Provavelmente ainda se vive mais tranquilamente em Bissau, que em Luanda.
Embora Bissau, pudesse servir de “biopsia” para analizar África sub-sariana, há outros paises mais explosivos.
Quarta-feira, 14.Abr.2010 at 11:04:21
Olá Cecilia.
Quanto á forma, Muito BOM. Já tinha saudades de ver a tua escrita, de cheirar a tua narrativa e me deixar levar pelo ritmo das histórias entrecruzadas, cheias de côr, mesmo quando quando são histórias a preto e branco …. MUITO BOM !!!!!!!!!!!!!!
Quanto aos comentários sobre o conteúdo, penso á várias reflexões a fazer:
1. A Guiné, ou outras colónias, ou outros lideres serão (ou foram) marxistas ou leninistas, apenas porque o dizem que são ? Saberão o que é o M-L ? E se sabem a sua praxis alguma vez foi M-L ? Ou será que a luta de guerrilha tudo legitima, como estes pretenderam (seja para benefícios e regalias, seja para dizerem que são M-L, como se não se pudesse lutar pela independência sem ser M-L) ?
2. Será que alguma vez a Guiné e os outros países tiveram uma politica M-L ? Até na famosa “ditadura do proletariado” era do proletariado ou era apenas a ditadura (sobre o proletariado) ?
3. Será que o M-L é “praticável” ? Ou é incompleto, mesmo para a sua época ? Ou mais ainda para sociedades diferentes ? E mais ainda para sociedades diferentes e de é poças diferentes ? Ou pode-se considerar como uma teoria “completa” que abrange toda a diversidade social, de todas as sociedades, com todos os diferentes níveis de desenvolvimento ? E em todas as épocas ?
O que a Guiné precisa e o que o Mundo precisa é de Homens de Boa Vontade que queiram fazer bem ao próximo , á comunidade onde estão inseridos, á sua sociedade e á Humanidade.
Claro com Povos esclarecidos e determinados a não deixar manter os Filisteus do Poder.
Pois a Guiné para quem a conhece, tem muitos mais recursos que Cabo Verde, no entanto tem uma organização muitíssimo pior.
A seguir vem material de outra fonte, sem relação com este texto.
use actix_web::{web, HttpResponse};
use log::*;
use tera::Context;

use infra::persistence;

use crate::auth::Authenticated;
use crate::cooks::Cook;
use crate::dishes::Dish;
use crate::error::Result;
use crate::services::{blocking, with_conn};
use crate::templates;
use crate::Kitchen;

const NUM_VISITS: &str = "num_visits";

pub fn configure(cfg: &mut web::ServiceConfig) {
    cfg.route("/", web::get().to(index));
}

#[derive(Debug, Clone, Copy)]
struct Counts {
    num_cooks: i64,
    num_dishes: i64,
    num_visits: u64,
}

async fn index(auth: Authenticated, kitchen: web::Data<Kitchen>) -> Result<HttpResponse> {
    let Authenticated { cook, mut session } = auth;
    let state = kitchen.clone();
    let counts = blocking(move || {
        with_conn(state.db(), |conn| {
            let num_visits = session.get::<u64>(NUM_VISITS).unwrap_or(0) + 1;
            session.insert(NUM_VISITS, num_visits)?;
            state.sessions().save(conn, &mut session)?;
            Ok(Counts {
                num_cooks: persistence::count::<Cook, _>(conn)?,
                num_dishes: persistence::count::<Dish, _>(conn)?,
                num_visits,
            })
        })
    })
    .await?;
    debug!("Index for cook {}: {:?}", cook.id, counts);

    let mut context = Context::new();
    context.insert("user", &cook);
    context.insert("num_cooks", &counts.num_cooks);
    context.insert("num_dishes", &counts.num_dishes);
    context.insert("num_visits", &counts.num_visits);
    templates::render("index.html", &context)
}
//! Page-number pagination over ordered queries.
//!
//! A [`Paginator`] only knows the total row count and the page size; it
//! turns a [`PageRequest`] into the `LIMIT`/`OFFSET` window for the listing
//! query, and the rows that come back are wrapped in a [`Page`] that carries
//! everything a template needs to draw navigation links.

use err_derive::Error;
use serde::Serialize;

#[derive(Debug, Clone, PartialEq, Eq, Error)]
pub enum InvalidPage {
    #[error(display = "Page is not “last”, nor can it be converted to an int: {:?}", _0)]
    NotAnInteger(String),
    #[error(display = "That page number is less than 1")]
    LessThanOne,
    #[error(display = "That page contains no results (page {} of {})", _0, _1)]
    NoResults(u64, u64),
}

#[derive(Debug, Clone, Copy, PartialEq, Eq)]
pub enum PageRequest {
    Number(i64),
    Last,
}

#[derive(Debug, Clone, Copy, PartialEq, Eq)]
pub struct Paginator {
    count: u64,
    per_page: u64,
}

/// The row window selected for one page.
#[derive(Debug, Clone, Copy, PartialEq, Eq)]
pub struct Window {
    pub number: u64,
    pub offset: i64,
    pub limit: i64,
}

#[derive(Debug, Clone, Serialize)]
pub struct Page<T> {
    pub object_list: Vec<T>,
    pub number: u64,
    pub num_pages: u64,
    pub count: u64,
    pub per_page: u64,
    pub is_paginated: bool,
    pub has_previous: bool,
    pub has_next: bool,
    pub previous_page_number: Option<u64>,
    pub next_page_number: Option<u64>,
}

impl PageRequest {
    /// Interpret the raw `page` query parameter. Absent or blank means the
    /// first page.
    pub fn parse(raw: Option<&str>) -> Result<Self, InvalidPage> {
        let raw = match raw.map(str::trim) {
            None | Some("") => return Ok(PageRequest::Number(1)),
            Some(raw) => raw,
        };
        if raw == "last" {
            return Ok(PageRequest::Last);
        }
        raw.parse::<i64>()
            .map(PageRequest::Number)
            .map_err(|_| InvalidPage::NotAnInteger(raw.to_string()))
    }
}

impl Default for PageRequest {
    fn default() -> Self {
        PageRequest::Number(1)
    }
}

impl Paginator {
    pub fn new(count: i64, per_page: u64) -> Self {
        assert!(per_page > 0, "page size must be positive");
        let count = if count < 0 { 0 } else { count as u64 };
        Paginator { count, per_page }
    }

    pub fn count(&self) -> u64 {
        self.count
    }

    /// An empty listing still has one (empty) page.
    pub fn num_pages(&self) -> u64 {
        if self.count == 0 {
            1
        } else {
            (self.count + self.per_page - 1) / self.per_page
        }
    }

    pub fn window(&self, req: PageRequest) -> Result<Window, InvalidPage> {
        let num_pages = self.num_pages();
        let number = match req {
            PageRequest::Last => num_pages,
            PageRequest::Number(n) if n < 1 => return Err(InvalidPage::LessThanOne),
            PageRequest::Number(n) => n as u64,
        };
        if number > num_pages {
            return Err(InvalidPage::NoResults(number, num_pages));
        }
        let offset = ((number - 1) * self.per_page) as i64;
        let limit = self.per_page as i64;
        Ok(Window {
            number,
            offset,
            limit,
        })
    }

    pub fn page<T>(&self, window: Window, object_list: Vec<T>) -> Page<T> {
        let num_pages = self.num_pages();
        let number = window.number;
        let has_previous = number > 1;
        let has_next = number < num_pages;
        Page {
            object_list,
            number,
            num_pages,
            count: self.count,
            per_page: self.per_page,
            is_paginated: num_pages > 1,
            has_previous,
            has_next,
            previous_page_number: if has_previous { Some(number - 1) } else { None },
            next_page_number: if has_next { Some(number + 1) } else { None },
        }
    }
}

impl<T> Page<T> {
    pub fn len(&self) -> usize {
        self.object_list.len()
    }

    pub fn is_empty(&self) -> bool {
        self.object_list.is_empty()
    }

    pub fn iter(&self) -> std::slice::Iter<'_, T> {
        self.object_list.iter()
    }

    pub fn map<U, F: FnMut(T) -> U>(self, f: F) -> Page<U> {
        Page {
            object_list: self.object_list.into_iter().map(f).collect(),
            number: self.number,
            num_pages: self.num_pages,
            count: self.count,
            per_page: self.per_page,
            is_paginated: self.is_paginated,
            has_previous: self.has_previous,
            has_next: self.has_next,
            previous_page_number: self.previous_page_number,
            next_page_number: self.next_page_number,
        }
    }
}

#[cfg(test)]
mod test {
    use super::*;

    #[test]
    fn missing_or_blank_page_means_first() {
        assert_eq!(PageRequest::parse(None), Ok(PageRequest::Number(1)));
        assert_eq!(PageRequest::parse(Some("  ")), Ok(PageRequest::Number(1)));
    }

    #[test]
    fn parses_last_and_numbers() {
        assert_eq!(PageRequest::parse(Some("last")), Ok(PageRequest::Last));
        assert_eq!(PageRequest::parse(Some("3")), Ok(PageRequest::Number(3)));
    }

    #[test]
    fn rejects_garbage() {
        assert_eq!(
            PageRequest::parse(Some("two")),
            Err(InvalidPage::NotAnInteger("two".into()))
        );
    }

    #[test]
    fn empty_listing_has_a_single_empty_page() {
        let p = Paginator::new(0, 10);
        assert_eq!(p.num_pages(), 1);
        let w = p.window(PageRequest::Number(1)).expect("first page");
        assert_eq!(w.offset, 0);
        let page = p.page::<u32>(w, vec![]);
        assert!(!page.is_paginated);
        assert!(page.is_empty());
    }

    #[test]
    fn eleven_rows_at_ten_per_page_is_paginated() {
        let p = Paginator::new(11, 10);
        assert_eq!(p.num_pages(), 2);
        let w = p.window(PageRequest::default()).expect("window");
        assert_eq!((w.offset, w.limit), (0, 10));
        let page = p.page(w, (0..10).collect::<Vec<_>>());
        assert!(page.is_paginated);
        assert_eq!(page.len(), 10);
        assert!(page.has_next);
        assert_eq!(page.next_page_number, Some(2));
        assert_eq!(page.previous_page_number, None);
    }

    #[test]
    fn last_resolves_to_final_page() {
        let p = Paginator::new(31, 15);
        let w = p.window(PageRequest::Last).expect("window");
        assert_eq!(w.number, 3);
        assert_eq!(w.offset, 30);
    }

    #[test]
    fn out_of_range_pages_are_rejected() {
        let p = Paginator::new(5, 5);
        assert_eq!(
            p.window(PageRequest::Number(2)),
            Err(InvalidPage::NoResults(2, 1))
        );
        assert_eq!(
            p.window(PageRequest::Number(0)),
            Err(InvalidPage::LessThanOne)
        );
    }
}
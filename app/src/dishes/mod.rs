use std::collections::HashMap;

use log::*;
use postgres::{GenericClient, Transaction};

use infra::ids::{raw_ids, Entity, Id};
use infra::pagination::Page;
use infra::persistence::{self, foreign_key_violation, group_by, DbPool};

use crate::cooks::{self, Cook};
use crate::dish_types;
use crate::error::{Error, Result};
use crate::forms::INVALID_CHOICE;
use crate::ingredients::{self, Ingredient};
use crate::listing::{ListQuery, Listing};
use crate::services::{with_conn, Commandable, Queryable, Request};

pub mod forms;
mod models;
mod resources;

pub use self::forms::{DishChoices, DishForm, DishInput};
pub use self::models::*;
pub use self::resources::configure;

const LISTING: Listing = Listing {
    columns: COLUMNS,
    from: FROM,
    search_column: "d.name",
    order_by: "d.id",
    per_page: 10,
};

#[derive(Debug, Clone)]
pub struct Dishes {
    db: DbPool,
}

#[derive(Debug, Clone)]
pub struct ListDishes(pub ListQuery);
#[derive(Debug, Clone, Copy)]
pub struct ShowDish(pub Id<Dish>);
#[derive(Debug, Clone, Copy)]
pub struct LoadDishChoices;
#[derive(Debug, Clone)]
pub struct CreateDish(pub DishInput);
#[derive(Debug, Clone)]
pub struct UpdateDish {
    pub id: Id<Dish>,
    pub input: DishInput,
}
#[derive(Debug, Clone, Copy)]
pub struct DeleteDish(pub Id<Dish>);

impl Request for ListDishes {
    type Resp = Page<DishWithCooks>;
}
impl Request for ShowDish {
    type Resp = DishDetail;
}
impl Request for LoadDishChoices {
    type Resp = DishChoices;
}
impl Request for CreateDish {
    type Resp = Id<Dish>;
}
impl Request for UpdateDish {
    type Resp = ();
}
impl Request for DeleteDish {
    type Resp = ();
}

impl Dishes {
    pub fn new(db: DbPool) -> Self {
        Dishes { db }
    }
}

pub fn load<C: GenericClient>(conn: &mut C, id: Id<Dish>) -> Result<Dish> {
    let sql = format!("SELECT {} FROM {} WHERE d.id = $1", COLUMNS, FROM);
    let row = conn.query_opt(sql.as_str(), &[&id.get()])?;
    row.map(|row| Dish::from_row(&row))
        .ok_or(Error::NotFound(Dish::VERBOSE_NAME))
}

fn cooks_by_dish<C: GenericClient>(conn: &mut C, ids: &[i64]) -> Result<HashMap<i64, Vec<Cook>>> {
    let sql = format!(
        "SELECT dc.dish_id, {} FROM kitchen_dish_cooks dc \
         JOIN kitchen_cook c ON c.id = dc.cook_id \
         WHERE dc.dish_id = ANY($1) ORDER BY c.id",
        cooks::COLUMNS
    );
    let rows = conn.query(sql.as_str(), &[&ids])?;
    Ok(group_by(
        rows.iter()
            .map(|row| (row.get::<_, i64>("dish_id"), Cook::from_row(row))),
    ))
}

fn ingredients_of<C: GenericClient>(conn: &mut C, id: Id<Dish>) -> Result<Vec<Ingredient>> {
    let rows = conn.query(
        "SELECT i.id, i.name FROM kitchen_ingredient_dishes idn \
         JOIN kitchen_ingredient i ON i.id = idn.ingredient_id \
         WHERE idn.dish_id = $1 ORDER BY i.id",
        &[&id.get()],
    )?;
    Ok(rows.iter().map(Ingredient::from_row).collect())
}

pub fn detail<C: GenericClient>(conn: &mut C, id: Id<Dish>) -> Result<DishDetail> {
    let dish = load(conn, id)?;
    let cooks = cooks_by_dish(conn, &[id.get()])?
        .remove(&id.get())
        .unwrap_or_default();
    let ingredients = ingredients_of(conn, id)?;
    Ok(DishDetail {
        dish,
        cooks,
        ingredients,
    })
}

pub fn choices<C: GenericClient>(conn: &mut C) -> Result<DishChoices> {
    Ok(DishChoices {
        dish_types: dish_types::choices(conn)?,
        cooks: cooks::choices(conn)?,
        ingredients: ingredients::choices(conn)?,
    })
}

/// Choices that vanish between form validation and the write surface as
/// foreign key violations; report them against the field that offered them.
fn stale_choice(err: postgres::Error) -> Error {
    let field = match foreign_key_violation(&err) {
        Some("kitchen_dish_dish_type_id_fkey") => "dish_type",
        Some("kitchen_dish_cooks_cook_id_fkey") => "cooks",
        Some("kitchen_ingredient_dishes_ingredient_id_fkey") => "ingredients",
        _ => return err.into(),
    };
    warn!("Dish {} choice went away: {}", field, err);
    Error::invalid_field(field, INVALID_CHOICE)
}

/// Replace both link sets of a dish.
fn set_links(t: &mut Transaction<'_>, id: Id<Dish>, input: &DishInput) -> Result<()> {
    t.execute("DELETE FROM kitchen_dish_cooks WHERE dish_id = $1", &[&id.get()])?;
    t.execute(
        "INSERT INTO kitchen_dish_cooks (dish_id, cook_id) SELECT $1::bigint, unnest($2::bigint[])",
        &[&id.get(), &raw_ids(&input.cooks)],
    )
    .map_err(stale_choice)?;
    t.execute(
        "DELETE FROM kitchen_ingredient_dishes WHERE dish_id = $1",
        &[&id.get()],
    )?;
    t.execute(
        "INSERT INTO kitchen_ingredient_dishes (ingredient_id, dish_id) \
         SELECT unnest($2::bigint[]), $1::bigint",
        &[&id.get(), &raw_ids(&input.ingredients)],
    )
    .map_err(stale_choice)?;
    Ok(())
}

pub fn insert<C: GenericClient>(conn: &mut C, input: &DishInput) -> Result<Id<Dish>> {
    let mut t = conn.transaction()?;
    let row = t.query_one(
        "INSERT INTO kitchen_dish (name, description, price, dish_type_id) \
         VALUES ($1, $2, $3, $4) RETURNING id",
        &[
            &input.name,
            &input.description,
            &input.price,
            &input.dish_type.get(),
        ],
    )
    .map_err(stale_choice)?;
    let id = Id::new(row.get(0));
    set_links(&mut t, id, input)?;
    t.commit()?;
    info!("Created dish {} ({:?})", id, input.name);
    Ok(id)
}

pub fn update<C: GenericClient>(conn: &mut C, id: Id<Dish>, input: &DishInput) -> Result<()> {
    let mut t = conn.transaction()?;
    let nrows = t.execute(
        "UPDATE kitchen_dish SET name = $2, description = $3, price = $4, dish_type_id = $5 \
         WHERE id = $1",
        &[
            &id.get(),
            &input.name,
            &input.description,
            &input.price,
            &input.dish_type.get(),
        ],
    )
    .map_err(stale_choice)?;
    if nrows == 0 {
        return Err(Error::NotFound(Dish::VERBOSE_NAME));
    }
    set_links(&mut t, id, input)?;
    t.commit()?;
    debug!("Updated dish {}", id);
    Ok(())
}

impl Queryable<ListDishes> for Dishes {
    fn query(&self, req: ListDishes) -> Result<Page<DishWithCooks>> {
        with_conn(&self.db, |conn| {
            let page = LISTING.fetch(conn, &req.0, Dish::from_row)?;
            let ids = raw_ids(page.iter().map(|d| &d.id));
            let mut cooks = cooks_by_dish(conn, &ids)?;
            Ok(page.map(|dish| DishWithCooks {
                cooks: cooks.remove(&dish.id.get()).unwrap_or_default(),
                dish,
            }))
        })
    }
}

impl Queryable<ShowDish> for Dishes {
    fn query(&self, req: ShowDish) -> Result<DishDetail> {
        with_conn(&self.db, |conn| detail(conn, req.0))
    }
}

impl Queryable<LoadDishChoices> for Dishes {
    fn query(&self, _: LoadDishChoices) -> Result<DishChoices> {
        with_conn(&self.db, |conn| choices(conn))
    }
}

impl Commandable<CreateDish> for Dishes {
    fn execute(&self, req: CreateDish) -> Result<Id<Dish>> {
        with_conn(&self.db, |conn| insert(conn, &req.0))
    }
}

impl Commandable<UpdateDish> for Dishes {
    fn execute(&self, req: UpdateDish) -> Result<()> {
        with_conn(&self.db, |conn| update(conn, req.id, &req.input))
    }
}

impl Commandable<DeleteDish> for Dishes {
    fn execute(&self, req: DeleteDish) -> Result<()> {
        with_conn(&self.db, |conn| {
            if persistence::delete(conn, req.0)? {
                Ok(())
            } else {
                Err(Error::NotFound(Dish::VERBOSE_NAME))
            }
        })
    }
}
E a desorganização e divisão permite a manutenção dos mentecaptos do Poder.
Saravah Cecilia,
Foi uma experiência inesquecível
Quarta-feira, 14.Abr.2010 at 12:04:30
One se lê no ponto 3 “E mais ainda para sociedades diferentes e de é poças diferentes ?” deverá ler-se “E mais ainda para sociedades diferentes e de épocas diferentes ?”
Domingo, 18.Abr.2010 at 09:04:56
Amei a imagem da porta do avião a abrir-se como a tampa de uma panela de pressão. Grande Cila.